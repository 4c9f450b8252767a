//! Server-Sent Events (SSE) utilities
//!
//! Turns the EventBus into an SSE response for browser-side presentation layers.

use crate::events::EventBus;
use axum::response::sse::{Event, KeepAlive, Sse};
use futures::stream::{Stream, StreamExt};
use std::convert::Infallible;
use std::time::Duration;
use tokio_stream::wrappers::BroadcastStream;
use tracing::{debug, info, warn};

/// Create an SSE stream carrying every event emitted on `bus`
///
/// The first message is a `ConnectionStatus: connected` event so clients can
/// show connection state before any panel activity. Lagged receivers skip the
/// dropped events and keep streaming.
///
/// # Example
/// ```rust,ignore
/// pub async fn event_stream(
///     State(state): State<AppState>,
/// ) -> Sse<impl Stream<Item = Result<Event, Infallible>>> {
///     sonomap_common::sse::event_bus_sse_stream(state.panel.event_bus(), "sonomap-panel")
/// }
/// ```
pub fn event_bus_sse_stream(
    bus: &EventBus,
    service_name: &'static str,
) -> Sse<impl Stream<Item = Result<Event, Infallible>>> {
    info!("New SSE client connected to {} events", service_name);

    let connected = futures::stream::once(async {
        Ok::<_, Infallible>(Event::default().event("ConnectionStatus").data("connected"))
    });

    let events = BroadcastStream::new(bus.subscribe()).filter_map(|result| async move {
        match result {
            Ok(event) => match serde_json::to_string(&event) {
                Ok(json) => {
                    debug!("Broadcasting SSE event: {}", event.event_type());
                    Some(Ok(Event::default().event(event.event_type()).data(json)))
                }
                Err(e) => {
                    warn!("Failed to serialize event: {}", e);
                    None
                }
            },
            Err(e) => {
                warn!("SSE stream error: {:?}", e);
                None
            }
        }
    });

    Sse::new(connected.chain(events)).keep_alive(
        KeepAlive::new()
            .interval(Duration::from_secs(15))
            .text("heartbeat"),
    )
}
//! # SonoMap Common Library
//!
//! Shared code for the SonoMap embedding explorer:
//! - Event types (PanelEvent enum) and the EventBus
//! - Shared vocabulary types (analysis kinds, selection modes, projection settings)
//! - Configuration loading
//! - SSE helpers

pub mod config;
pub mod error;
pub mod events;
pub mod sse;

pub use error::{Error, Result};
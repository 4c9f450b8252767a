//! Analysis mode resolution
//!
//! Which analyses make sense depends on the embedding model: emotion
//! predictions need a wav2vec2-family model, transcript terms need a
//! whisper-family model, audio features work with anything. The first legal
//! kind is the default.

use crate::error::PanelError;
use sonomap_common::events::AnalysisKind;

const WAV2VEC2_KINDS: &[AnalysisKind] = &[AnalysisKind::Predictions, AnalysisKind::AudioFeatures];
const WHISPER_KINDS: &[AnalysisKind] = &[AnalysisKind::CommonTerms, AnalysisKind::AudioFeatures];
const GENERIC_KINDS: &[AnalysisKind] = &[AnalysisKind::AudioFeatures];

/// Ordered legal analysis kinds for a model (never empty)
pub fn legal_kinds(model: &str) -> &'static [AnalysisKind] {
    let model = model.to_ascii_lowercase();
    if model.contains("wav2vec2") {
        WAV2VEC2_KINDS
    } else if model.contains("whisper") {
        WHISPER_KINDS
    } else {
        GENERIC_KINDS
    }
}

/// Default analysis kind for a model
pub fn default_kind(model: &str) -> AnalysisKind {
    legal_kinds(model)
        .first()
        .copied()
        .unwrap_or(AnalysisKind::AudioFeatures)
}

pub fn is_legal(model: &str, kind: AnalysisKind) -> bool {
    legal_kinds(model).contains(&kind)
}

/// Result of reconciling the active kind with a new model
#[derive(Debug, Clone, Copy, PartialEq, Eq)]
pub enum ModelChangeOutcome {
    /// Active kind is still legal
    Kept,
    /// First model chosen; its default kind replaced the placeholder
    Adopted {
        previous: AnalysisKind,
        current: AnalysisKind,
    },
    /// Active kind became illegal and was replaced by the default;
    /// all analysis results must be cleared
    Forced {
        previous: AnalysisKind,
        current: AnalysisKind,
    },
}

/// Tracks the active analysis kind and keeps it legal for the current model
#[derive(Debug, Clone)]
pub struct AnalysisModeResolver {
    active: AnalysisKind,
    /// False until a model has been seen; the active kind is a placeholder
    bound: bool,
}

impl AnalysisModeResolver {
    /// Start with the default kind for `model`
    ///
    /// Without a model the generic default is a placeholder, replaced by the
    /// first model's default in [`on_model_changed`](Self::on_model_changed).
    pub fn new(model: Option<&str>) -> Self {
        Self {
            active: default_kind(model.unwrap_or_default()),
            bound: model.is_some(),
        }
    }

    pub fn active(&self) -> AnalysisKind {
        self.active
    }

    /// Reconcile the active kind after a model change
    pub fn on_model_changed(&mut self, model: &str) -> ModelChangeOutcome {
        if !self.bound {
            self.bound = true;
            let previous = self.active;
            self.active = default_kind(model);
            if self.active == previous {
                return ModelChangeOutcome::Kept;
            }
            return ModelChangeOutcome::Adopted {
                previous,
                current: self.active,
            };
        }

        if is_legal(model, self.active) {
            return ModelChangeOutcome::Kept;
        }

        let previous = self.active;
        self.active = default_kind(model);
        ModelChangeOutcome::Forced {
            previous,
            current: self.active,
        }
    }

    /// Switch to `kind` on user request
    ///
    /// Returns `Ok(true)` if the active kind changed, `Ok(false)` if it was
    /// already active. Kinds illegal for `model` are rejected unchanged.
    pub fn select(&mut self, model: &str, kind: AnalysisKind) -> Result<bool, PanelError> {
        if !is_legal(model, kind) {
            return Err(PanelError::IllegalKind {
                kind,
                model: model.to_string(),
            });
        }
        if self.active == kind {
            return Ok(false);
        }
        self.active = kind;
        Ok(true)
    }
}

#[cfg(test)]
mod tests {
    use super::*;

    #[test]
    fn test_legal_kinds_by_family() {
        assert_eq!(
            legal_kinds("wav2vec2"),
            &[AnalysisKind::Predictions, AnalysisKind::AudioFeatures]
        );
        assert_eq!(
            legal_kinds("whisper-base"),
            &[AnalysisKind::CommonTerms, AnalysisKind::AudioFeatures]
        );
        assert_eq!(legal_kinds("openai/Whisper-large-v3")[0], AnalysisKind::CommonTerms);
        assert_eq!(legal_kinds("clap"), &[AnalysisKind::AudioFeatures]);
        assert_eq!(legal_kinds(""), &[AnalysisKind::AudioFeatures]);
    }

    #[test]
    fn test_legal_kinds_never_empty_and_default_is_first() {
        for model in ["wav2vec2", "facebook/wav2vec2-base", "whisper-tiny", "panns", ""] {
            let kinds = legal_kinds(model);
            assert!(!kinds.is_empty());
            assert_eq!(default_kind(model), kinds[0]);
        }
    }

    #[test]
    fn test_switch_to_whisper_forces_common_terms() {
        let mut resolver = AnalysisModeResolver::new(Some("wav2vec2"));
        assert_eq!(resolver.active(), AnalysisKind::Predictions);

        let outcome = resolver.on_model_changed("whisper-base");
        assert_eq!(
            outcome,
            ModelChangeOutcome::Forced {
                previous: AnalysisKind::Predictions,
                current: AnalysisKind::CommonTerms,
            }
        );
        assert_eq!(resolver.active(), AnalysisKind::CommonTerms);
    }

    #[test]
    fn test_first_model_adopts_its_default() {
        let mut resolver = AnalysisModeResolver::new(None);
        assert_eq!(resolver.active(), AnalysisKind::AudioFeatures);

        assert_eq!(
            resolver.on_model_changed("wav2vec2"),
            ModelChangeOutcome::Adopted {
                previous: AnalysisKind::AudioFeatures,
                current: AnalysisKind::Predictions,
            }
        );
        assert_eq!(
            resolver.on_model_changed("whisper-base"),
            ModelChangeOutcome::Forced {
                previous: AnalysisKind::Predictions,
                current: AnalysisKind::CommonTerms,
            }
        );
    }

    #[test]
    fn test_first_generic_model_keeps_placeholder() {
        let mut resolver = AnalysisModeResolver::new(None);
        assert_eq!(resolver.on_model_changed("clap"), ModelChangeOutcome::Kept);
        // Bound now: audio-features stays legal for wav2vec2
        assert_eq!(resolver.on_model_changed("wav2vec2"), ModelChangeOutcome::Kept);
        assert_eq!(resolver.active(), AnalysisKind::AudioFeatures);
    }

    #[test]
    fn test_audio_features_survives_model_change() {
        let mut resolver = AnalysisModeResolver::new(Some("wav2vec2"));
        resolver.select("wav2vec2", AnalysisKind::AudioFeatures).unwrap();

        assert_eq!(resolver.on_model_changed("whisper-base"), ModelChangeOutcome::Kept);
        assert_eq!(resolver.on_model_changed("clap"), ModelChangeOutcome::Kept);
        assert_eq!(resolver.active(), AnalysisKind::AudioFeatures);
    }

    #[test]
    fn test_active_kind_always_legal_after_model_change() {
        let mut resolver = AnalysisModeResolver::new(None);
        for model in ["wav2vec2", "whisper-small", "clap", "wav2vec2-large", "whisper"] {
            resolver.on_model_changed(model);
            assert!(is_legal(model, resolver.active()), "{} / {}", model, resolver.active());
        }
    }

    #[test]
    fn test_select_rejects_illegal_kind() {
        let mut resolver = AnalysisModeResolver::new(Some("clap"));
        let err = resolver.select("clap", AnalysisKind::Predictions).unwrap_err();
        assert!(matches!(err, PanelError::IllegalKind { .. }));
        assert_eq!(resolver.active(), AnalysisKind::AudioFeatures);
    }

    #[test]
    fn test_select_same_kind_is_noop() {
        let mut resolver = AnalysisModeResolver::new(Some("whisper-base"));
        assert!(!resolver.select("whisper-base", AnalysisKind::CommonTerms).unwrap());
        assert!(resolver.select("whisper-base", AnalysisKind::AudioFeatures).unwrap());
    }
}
...
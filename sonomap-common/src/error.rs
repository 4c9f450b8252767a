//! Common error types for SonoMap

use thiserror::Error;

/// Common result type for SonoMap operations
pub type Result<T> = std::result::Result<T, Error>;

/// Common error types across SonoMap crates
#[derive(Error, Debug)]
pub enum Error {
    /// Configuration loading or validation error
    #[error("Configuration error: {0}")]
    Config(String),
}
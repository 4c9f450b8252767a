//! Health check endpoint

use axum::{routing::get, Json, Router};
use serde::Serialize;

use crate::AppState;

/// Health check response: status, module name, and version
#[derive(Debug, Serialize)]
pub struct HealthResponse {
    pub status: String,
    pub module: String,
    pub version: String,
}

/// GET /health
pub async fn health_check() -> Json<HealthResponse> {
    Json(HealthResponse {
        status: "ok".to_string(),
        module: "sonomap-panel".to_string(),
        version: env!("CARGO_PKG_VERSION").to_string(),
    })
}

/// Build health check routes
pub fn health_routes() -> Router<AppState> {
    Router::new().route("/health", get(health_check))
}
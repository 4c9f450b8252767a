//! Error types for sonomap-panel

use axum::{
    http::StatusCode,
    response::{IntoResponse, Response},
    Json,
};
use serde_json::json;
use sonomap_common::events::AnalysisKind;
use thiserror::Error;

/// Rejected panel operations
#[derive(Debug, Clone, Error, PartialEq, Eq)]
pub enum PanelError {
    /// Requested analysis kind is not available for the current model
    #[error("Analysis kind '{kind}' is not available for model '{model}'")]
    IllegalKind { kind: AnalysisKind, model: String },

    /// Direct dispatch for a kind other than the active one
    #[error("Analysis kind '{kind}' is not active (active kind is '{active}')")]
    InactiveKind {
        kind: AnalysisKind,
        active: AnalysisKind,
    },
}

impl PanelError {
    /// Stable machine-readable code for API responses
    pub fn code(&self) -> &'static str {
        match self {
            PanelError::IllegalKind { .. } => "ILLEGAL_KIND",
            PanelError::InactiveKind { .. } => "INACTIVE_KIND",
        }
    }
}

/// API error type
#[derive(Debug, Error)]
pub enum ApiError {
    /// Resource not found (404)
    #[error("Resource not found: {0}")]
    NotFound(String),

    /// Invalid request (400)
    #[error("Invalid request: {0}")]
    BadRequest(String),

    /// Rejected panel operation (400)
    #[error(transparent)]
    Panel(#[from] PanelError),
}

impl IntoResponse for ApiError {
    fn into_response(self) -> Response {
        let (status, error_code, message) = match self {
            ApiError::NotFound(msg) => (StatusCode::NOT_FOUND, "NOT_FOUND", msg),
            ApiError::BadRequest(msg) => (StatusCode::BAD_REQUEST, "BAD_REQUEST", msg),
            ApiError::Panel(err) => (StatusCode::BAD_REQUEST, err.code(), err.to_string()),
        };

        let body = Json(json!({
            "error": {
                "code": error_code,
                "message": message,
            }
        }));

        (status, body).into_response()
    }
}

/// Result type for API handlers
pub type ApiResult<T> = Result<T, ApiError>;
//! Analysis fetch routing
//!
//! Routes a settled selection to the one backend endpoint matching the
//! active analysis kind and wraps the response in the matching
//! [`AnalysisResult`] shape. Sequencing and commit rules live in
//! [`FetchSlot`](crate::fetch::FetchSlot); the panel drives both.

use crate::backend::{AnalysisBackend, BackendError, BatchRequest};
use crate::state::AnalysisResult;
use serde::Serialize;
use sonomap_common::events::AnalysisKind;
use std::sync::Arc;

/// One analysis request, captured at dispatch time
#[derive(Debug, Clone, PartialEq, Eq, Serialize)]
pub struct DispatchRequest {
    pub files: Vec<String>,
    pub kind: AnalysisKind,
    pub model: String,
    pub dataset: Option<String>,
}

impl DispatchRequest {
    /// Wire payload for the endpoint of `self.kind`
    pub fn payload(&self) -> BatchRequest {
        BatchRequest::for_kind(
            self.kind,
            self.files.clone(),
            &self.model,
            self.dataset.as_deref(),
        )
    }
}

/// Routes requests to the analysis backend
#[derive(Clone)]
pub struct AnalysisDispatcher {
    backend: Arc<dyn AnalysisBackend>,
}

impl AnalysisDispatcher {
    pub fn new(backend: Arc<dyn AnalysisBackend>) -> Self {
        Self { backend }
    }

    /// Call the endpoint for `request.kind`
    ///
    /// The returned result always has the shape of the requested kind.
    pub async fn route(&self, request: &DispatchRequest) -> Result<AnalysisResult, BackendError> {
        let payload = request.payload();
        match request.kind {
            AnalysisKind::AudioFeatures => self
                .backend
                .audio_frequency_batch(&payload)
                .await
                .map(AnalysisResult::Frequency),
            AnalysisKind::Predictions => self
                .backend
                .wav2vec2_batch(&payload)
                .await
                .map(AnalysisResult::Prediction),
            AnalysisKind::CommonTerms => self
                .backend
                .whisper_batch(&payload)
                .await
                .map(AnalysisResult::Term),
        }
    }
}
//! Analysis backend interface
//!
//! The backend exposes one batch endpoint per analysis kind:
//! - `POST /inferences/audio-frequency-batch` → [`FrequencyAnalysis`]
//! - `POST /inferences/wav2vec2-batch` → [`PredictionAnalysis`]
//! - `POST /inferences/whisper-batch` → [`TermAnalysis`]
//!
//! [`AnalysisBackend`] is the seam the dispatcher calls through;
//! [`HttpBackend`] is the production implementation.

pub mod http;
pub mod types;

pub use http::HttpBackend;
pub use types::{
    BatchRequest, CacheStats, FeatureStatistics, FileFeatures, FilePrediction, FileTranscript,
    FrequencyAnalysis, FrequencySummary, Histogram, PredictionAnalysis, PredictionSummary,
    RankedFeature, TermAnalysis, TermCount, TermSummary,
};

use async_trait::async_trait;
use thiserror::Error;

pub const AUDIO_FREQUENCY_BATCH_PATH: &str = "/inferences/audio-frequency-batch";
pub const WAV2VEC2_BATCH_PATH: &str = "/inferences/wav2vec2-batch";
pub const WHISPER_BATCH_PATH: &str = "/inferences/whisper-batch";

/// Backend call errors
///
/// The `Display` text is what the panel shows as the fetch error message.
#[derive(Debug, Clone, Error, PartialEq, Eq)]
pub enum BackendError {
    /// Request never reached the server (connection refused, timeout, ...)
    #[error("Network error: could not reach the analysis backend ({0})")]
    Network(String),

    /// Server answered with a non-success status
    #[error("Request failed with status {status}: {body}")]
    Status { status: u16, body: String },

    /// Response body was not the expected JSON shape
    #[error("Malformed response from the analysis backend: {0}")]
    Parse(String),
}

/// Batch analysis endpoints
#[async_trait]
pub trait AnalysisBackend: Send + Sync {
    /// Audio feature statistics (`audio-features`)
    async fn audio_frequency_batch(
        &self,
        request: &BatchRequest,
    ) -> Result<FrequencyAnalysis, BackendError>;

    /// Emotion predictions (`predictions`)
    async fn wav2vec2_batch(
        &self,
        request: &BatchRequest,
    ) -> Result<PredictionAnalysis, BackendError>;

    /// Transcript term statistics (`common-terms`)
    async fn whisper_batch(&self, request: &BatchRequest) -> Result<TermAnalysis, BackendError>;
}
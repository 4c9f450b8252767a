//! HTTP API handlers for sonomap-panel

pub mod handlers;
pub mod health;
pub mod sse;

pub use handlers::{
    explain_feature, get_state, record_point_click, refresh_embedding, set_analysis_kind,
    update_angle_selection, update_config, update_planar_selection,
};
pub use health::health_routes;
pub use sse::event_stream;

What to work on: A single figure is required: the number of lines above in which the string "previous" appears.

Output below: 10